REPUBLIKA.CO.ID, JAKARTA -- Direktur Eksekutif Voxpol Center Research and Consulting Pangi Syarwi Chaniago memandang kualitas Pilkada 2020 yang diselenggarakan di masa pandemi Covid-19 akan menurun. Penyebabnya terdapat banyak keterbatasan Pilkada yang membuat pelaksanaannya tak maksimal.
Pangi menyayangkan kalau pilkada tetap dipaksakan untuk diteruskan di tengah pandemi.

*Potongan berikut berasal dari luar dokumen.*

use std::collections::HashSet;
use std::path::Path;
use std::sync::Arc;
use std::time::Duration;
use rustls::pki_types::CertificateDer;
use rustls::server::{NoServerSessionStorage, ServerSessionMemoryCache};
use crate::ssl::container;
use crate::ssl::enums::key_material_source::KeyMaterialSource;
use crate::ssl::enums::load_failure::LoadFailure;
use crate::ssl::enums::ssl_error::SslError;
use crate::ssl::enums::trust_material_source::TrustMaterialSource;
use crate::ssl::pem;
use crate::ssl::structs::credential_reloader::CredentialReloader;
use crate::ssl::structs::dynamic_certificate_resolver::DynamicCertificateResolver;
use crate::ssl::structs::environment::Environment;
use crate::ssl::structs::key_entry::KeyEntry;
use crate::ssl::structs::signing_handle::SigningHandle;
use crate::ssl::structs::tls_configuration::TlsConfiguration;
use crate::ssl::structs::verification_handle::VerificationHandle;

pub const KEYSTORE_PATH: &str = "keystore.path";
pub const KEYSTORE_PASSWORD: &str = "keystore.password";
pub const KEYSTORE_KEY_PASSWORD: &str = "keystore.key_password";
pub const KEYSTORE_ALGORITHM: &str = "keystore.algorithm";
pub const KEY_PATH: &str = "key.path";
pub const KEY_PASSWORD: &str = "key.password";
pub const CERT: &str = "cert";
pub const TRUSTSTORE_PATH: &str = "truststore.path";
pub const TRUSTSTORE_PASSWORD: &str = "truststore.password";
pub const TRUSTSTORE_ALGORITHM: &str = "truststore.algorithm";
pub const CA: &str = "ca";
pub const INCLUDE_PLATFORM_ROOTS: &str = "include_platform_roots";
pub const PROTOCOL: &str = "protocol";
pub const SESSION_CACHE_SIZE: &str = "session.cache_size";
pub const SESSION_CACHE_TIMEOUT: &str = "session.cache_timeout";

/// Keys that pick the key source kind.
pub const KEY_KIND_KEYS: [&str; 2] = [KEY_PATH, KEYSTORE_PATH];
/// Keys that pick the trust source kind.
pub const TRUST_KIND_KEYS: [&str; 2] = [CA, TRUSTSTORE_PATH];

pub const DEFAULT_PROTOCOL: &str = "TLS";
pub const DEFAULT_SESSION_CACHE_SIZE: usize = 1000;
pub const DEFAULT_SESSION_CACHE_TIMEOUT: Duration = Duration::from_secs(24 * 60 * 60);
pub const DEFAULT_ALGORITHM: &str = "PKIX";
pub const SUPPORTED_ALGORITHMS: [&str; 3] = ["PKIX", "X509", "SunX509"];

/// Alias of the single entry built from a PEM key and certificate.
pub const PEM_KEY_ALIAS: &str = "key";

/// Parses the material `configuration` points at into a signing and a
/// verification handle.
///
/// Reads the named files and nothing else; calling it twice on unchanged
/// files yields equivalent handles.
pub fn build_credentials(
    configuration: &TlsConfiguration,
    environment: &Environment,
) -> Result<(SigningHandle, VerificationHandle), SslError> {
    if configuration.key_source.is_none() && configuration.trust_source == TrustMaterialSource::DerivedFromKey {
        return Err(SslError::Configuration(String::from(
            "trust derived from the key source requires a key source",
        )));
    }
    let signing = build_signing_handle(&configuration.key_source, environment)?;
    let verification = build_verification_handle(&configuration.trust_source, &signing, environment)?;
    Ok((signing, verification))
}

pub fn build_signing_handle(
    source: &KeyMaterialSource,
    environment: &Environment,
) -> Result<SigningHandle, SslError> {
    match source {
        KeyMaterialSource::None => Ok(SigningHandle::empty()),
        KeyMaterialSource::Store { path, store_password, key_password, algorithm } => {
            let path = environment.resolve_path(path);
            container::check_algorithm(&path, algorithm)?;
            let entries = container::read_key_entries(&path, store_password, key_password)?;
            Ok(SigningHandle::new(entries))
        }
        KeyMaterialSource::Pem { key_path, key_password, cert_path } => {
            let Some(cert_path) = cert_path else {
                return Err(SslError::Configuration(format!(
                    "PEM key {} has no certificate configured",
                    key_path.display()
                )));
            };
            let key_path = environment.resolve_path(key_path);
            let cert_path = environment.resolve_path(cert_path);
            let key = pem::read_private_key(&key_path, key_password.as_deref())?;
            let chain = pem::read_certificates(&cert_path)?;
            pem::check_key_matches(&key, &chain, &cert_path)?;
            let der = pem::private_key_der(&key, &key_path)?;
            let entry = KeyEntry::new(PEM_KEY_ALIAS, chain, &der)
                .map_err(|cause| SslError::CredentialLoad { path: key_path.clone(), cause })?;
            Ok(SigningHandle::new(vec![entry]))
        }
    }
}

pub fn build_verification_handle(
    source: &TrustMaterialSource,
    signing: &SigningHandle,
    environment: &Environment,
) -> Result<VerificationHandle, SslError> {
    match source {
        TrustMaterialSource::Store { path: None, .. } => {
            Ok(VerificationHandle::new(Vec::new(), platform_roots(), true))
        }
        TrustMaterialSource::Store { path: Some(path), password, algorithm } => {
            let path = environment.resolve_path(path);
            container::check_algorithm(&path, algorithm)?;
            let trusted = container::read_trusted_certificates(&path, password.as_deref())?;
            Ok(VerificationHandle::new(trusted, Vec::new(), false))
        }
        TrustMaterialSource::Pem { ca_paths, include_platform_roots } => {
            let mut trusted = Vec::new();
            for ca_path in ca_paths {
                trusted.extend(pem::read_certificates(&environment.resolve_path(ca_path))?);
            }
            if trusted.is_empty() && !include_platform_roots {
                // Only an empty `ca` list gets here; every listed file must
                // hold a certificate.
                return Err(SslError::CredentialLoad {
                    path: environment.resolve_path(Path::new("")),
                    cause: LoadFailure::NoCertificates,
                });
            }
            let platform = if *include_platform_roots { platform_roots() } else { Vec::new() };
            Ok(VerificationHandle::new(trusted, platform, *include_platform_roots))
        }
        TrustMaterialSource::DerivedFromKey => {
            if signing.is_empty() {
                return Err(SslError::Configuration(String::from(
                    "trust derived from the key source requires a key source",
                )));
            }
            Ok(VerificationHandle::new(signing.certificates(), Vec::new(), false))
        }
    }
}

/// The operating system's trusted roots. Unreadable system stores yield
/// whatever could be loaded.
pub fn platform_roots() -> Vec<CertificateDer<'static>> {
    let loaded = rustls_native_certs::load_native_certs();
    let mut seen = HashSet::new();
    loaded
        .certs
        .into_iter()
        .filter(|cert| seen.insert(cert.as_ref().to_vec()))
        .collect()
}

/// Builds a rustls server configuration whose certificate follows the
/// reloader's live signing handle.
pub fn create_server_config(reloader: Arc<CredentialReloader>) -> Result<rustls::ServerConfig, SslError> {
    let configuration = reloader.configuration();
    let versions = configuration.protocol_versions()?;
    let session_cache_size = configuration.session_cache_size;
    let provider = Arc::new(rustls::crypto::ring::default_provider());
    let mut config = rustls::ServerConfig::builder_with_provider(provider)
        .with_protocol_versions(&versions)
        .map_err(|e| SslError::Configuration(e.to_string()))?
        .with_no_client_auth()
        .with_cert_resolver(Arc::new(DynamicCertificateResolver::new(reloader)));
    config.session_storage = match session_cache_size {
        0 => Arc::new(NoServerSessionStorage {}),
        size => ServerSessionMemoryCache::new(size)
    };
    Ok(config)
}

Menurutnya, potensi serangan fajar makin besar karena paslon ogah mengeluarkan uang untuk kampanye yang dibatasi protokol kesehatan.
"Jelas ini bukan pilkada yang mudah, kondisi yang tidak normal, kuat-kuatan soal daya tahan tubuh, kuat-kuatan logistik untuk berfikir melakukan beli suara rakyat (vote buying) atau main di ujung untuk serangan fajar," kata Pangi pada Republika.co.id, Jumat (25/9).

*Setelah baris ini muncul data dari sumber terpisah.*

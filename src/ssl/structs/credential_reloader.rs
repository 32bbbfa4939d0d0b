use std::path::PathBuf;
use std::sync::Arc;
use std::sync::atomic::{AtomicBool, AtomicU64};
use parking_lot::{Mutex, RwLock};
use crate::ssl::structs::environment::Environment;
use crate::ssl::structs::live_credentials::LiveCredentials;
use crate::ssl::structs::source_fingerprint::SourceFingerprint;
use crate::ssl::structs::tls_configuration::TlsConfiguration;
use crate::ssl::traits::reload_listener::ReloadListener;
use crate::watcher::traits::watch_service::WatchService;

pub struct CredentialReloader {
    pub(crate) configuration: TlsConfiguration,
    pub(crate) environment: Environment,
    pub(crate) live: RwLock<Arc<LiveCredentials>>,
    pub(crate) listeners: RwLock<Vec<Arc<dyn ReloadListener>>>,
    pub(crate) rebuild_lock: Mutex<()>,
    pub(crate) rebuild_pending: AtomicBool,
    pub(crate) last_failure: Mutex<Option<SourceFingerprint>>,
    pub(crate) watched: Mutex<Vec<(Arc<dyn WatchService>, PathBuf)>>,
    pub(crate) reloads: AtomicU64,
    pub(crate) failures: AtomicU64,
}
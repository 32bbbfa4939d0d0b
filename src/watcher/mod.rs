//! File change notification.
//!
//! The credential reloader never polls or subscribes to the kernel itself;
//! it hands paths and a callback to a [`WatchService`](traits::watch_service::WatchService).
//! [`FileWatchService`](structs::file_watch_service::FileWatchService) is the
//! stock implementation: a `notify` poll watcher that compares contents, so a
//! file rewritten within the same mtime granularity is still noticed.
//!
//! Callbacks run on the watcher's own thread, one event at a time.

/// Watch errors.
pub mod enums;

/// Implementation blocks for watch services.
pub mod impls;

/// Watch service implementations.
pub mod structs;

/// The watch-service contract.
pub mod traits;

/// Callback type aliases.
pub mod types;
//! Implementation blocks for watch services.

pub mod file_watch_service;
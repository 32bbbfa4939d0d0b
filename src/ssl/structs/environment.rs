use std::path::PathBuf;

#[derive(Debug, Clone, Default, PartialEq, Eq)]
pub struct Environment {
    pub(crate) config_dir: Option<PathBuf>,
}
//! Implementation blocks for SSL types.

pub mod credential_reloader;
pub mod dynamic_certificate_resolver;
pub mod environment;
pub mod key_entry;
pub mod key_material_source;
pub mod live_credentials;
pub mod log_reload_listener;
pub mod signing_handle;
pub mod source_fingerprint;
pub mod ssl_service;
pub mod store_format;
pub mod tls_configuration;
pub mod trust_material_source;
pub mod verification_handle;
//! Watch errors.

/// Failures registering or releasing a watched path.
pub mod watch_error;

Selain itu, Pangi menyoroti kampanye daring sulit berjalan efektif karena tidak meratanya sinyal di daerah. Sehingga menurutnya, pilkada kali ini tak akan berkualitas.
"Calon kepala daerah tidak maksimal menyampaikan program, visi dan misi kepada masyarakat karena terbatasnya ruang gerak untuk menyapa dan menyalami masyarakat," ujar Pangi.
Atas dasar itu, Pangi mendukung jika pemerintah memilih menunda Pilkada demi mencegah penularan Covid-19. Hal itu dirasa lebih bijak dalam menyikapi pandemi ini.
"Menyelamatkan dan melindungi nyawa rakyat menjadi skala prioritas kelas wahid, pemulihan ekonomi bisa ditunda, pilkada bisa ditunda, tapi nyawa rakyat tak bisa ditunda," ucap Pangi.
Pemerintah memutuskan Pilkada 2020 tetap dilaksanakan pada 9 Desember meski ditentang oleh sejumlah ormas keagamaaan. Pilkada serentak tahun ini diadakan di 270 daerah dengan rincian 9 provinsi, 224 kabupaten, dan 37 kota.
Diketahui, revisi PKPU Nomor 13/2020 menyatakan bahwa seluruh kegiatan yang berpotensi mengundang kerumunan seperti pagelaran konser musik, bazar dan perlombaan, sepenuhnya dilarang. Dalam PKPU itu para calon kepala daerah di imbau melakukan kegiatan dalam bentuk lain seperti melalui virtual.